Fly-tipping is defined as the “illegal deposit of any waste on to land that does not have a licence to accept it”.

The maximum fine for fly-tipping is £50,000 and/or a five-year prison sentence. But 91% of the court-imposed fines in the last seven years were below £500 in Kent; which is hardly a deterrent to fly tippers.

If you see anyone flytipping please do report it. You can do this via your local council website, their facebook page or twitter account. Flytipping is not a vicitmless or costless crime. The land where it is tipped is owned by somebody and clearing it up costs.

The Shepway Vox Team

Journalism for the People NOT the Powerful

 

About shepwayvox (1845 Articles)
Our sole motive is to inform the residents of Shepway - and beyond -as to that which is done in their name. email: shepwayvox@riseup.net

4 Comments on Flytipping increases 18% after costs introduced by KCC in 2019/20

  1. I was one of those 1,905 consultees who said incidences of fly-tipping would rise.

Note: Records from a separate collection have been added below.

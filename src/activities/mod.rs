//! Activity logging.
//!
//! Covers the fixed category/type taxonomy, the calorie table used to estimate energy
//! burned, and the append-only activity log.

pub mod calories;
pub mod log;
pub mod types;

pub use log::ActivityLog;
pub use types::{ensure_pair, resolve_pair, Activity, ActivityEvent, ActivityType, Category};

    I wrote to Cllr Whybrow, who didn’t even respond to my polite email.

    Like Monk, he too ignores the residents of his Hythe West ward when the facts are inconvenient.

    We are lucky he he is standing down.

  2. So a Green who listened to an expert, assisted by the Tories and Lib Dems, were the cause which lead to more fly tipping across the Garden of England.

    I suspect the Green and his ilk might ask us all to listen to a Climate Change Expert, then tell us we are in the middle of a climate change crisis.

  3. Cllr Barry Lewis (Lab) // April 19, 2021 at 22:09 // Reply

    Proud to be right

  4. Interesting article.

    I agree that waste policy has played a part, but I also believe that the rise of the internet in the UK has probably had the biggest impact.

    Many of the flytipping news stories I read are linked to the internet, particularly Facebook, and the use of cheap and unregistered rubbish removers.

    The flytipping problem is not new, but access to dodgy online services is, and their use appears to have increased exponentially over the last two decades.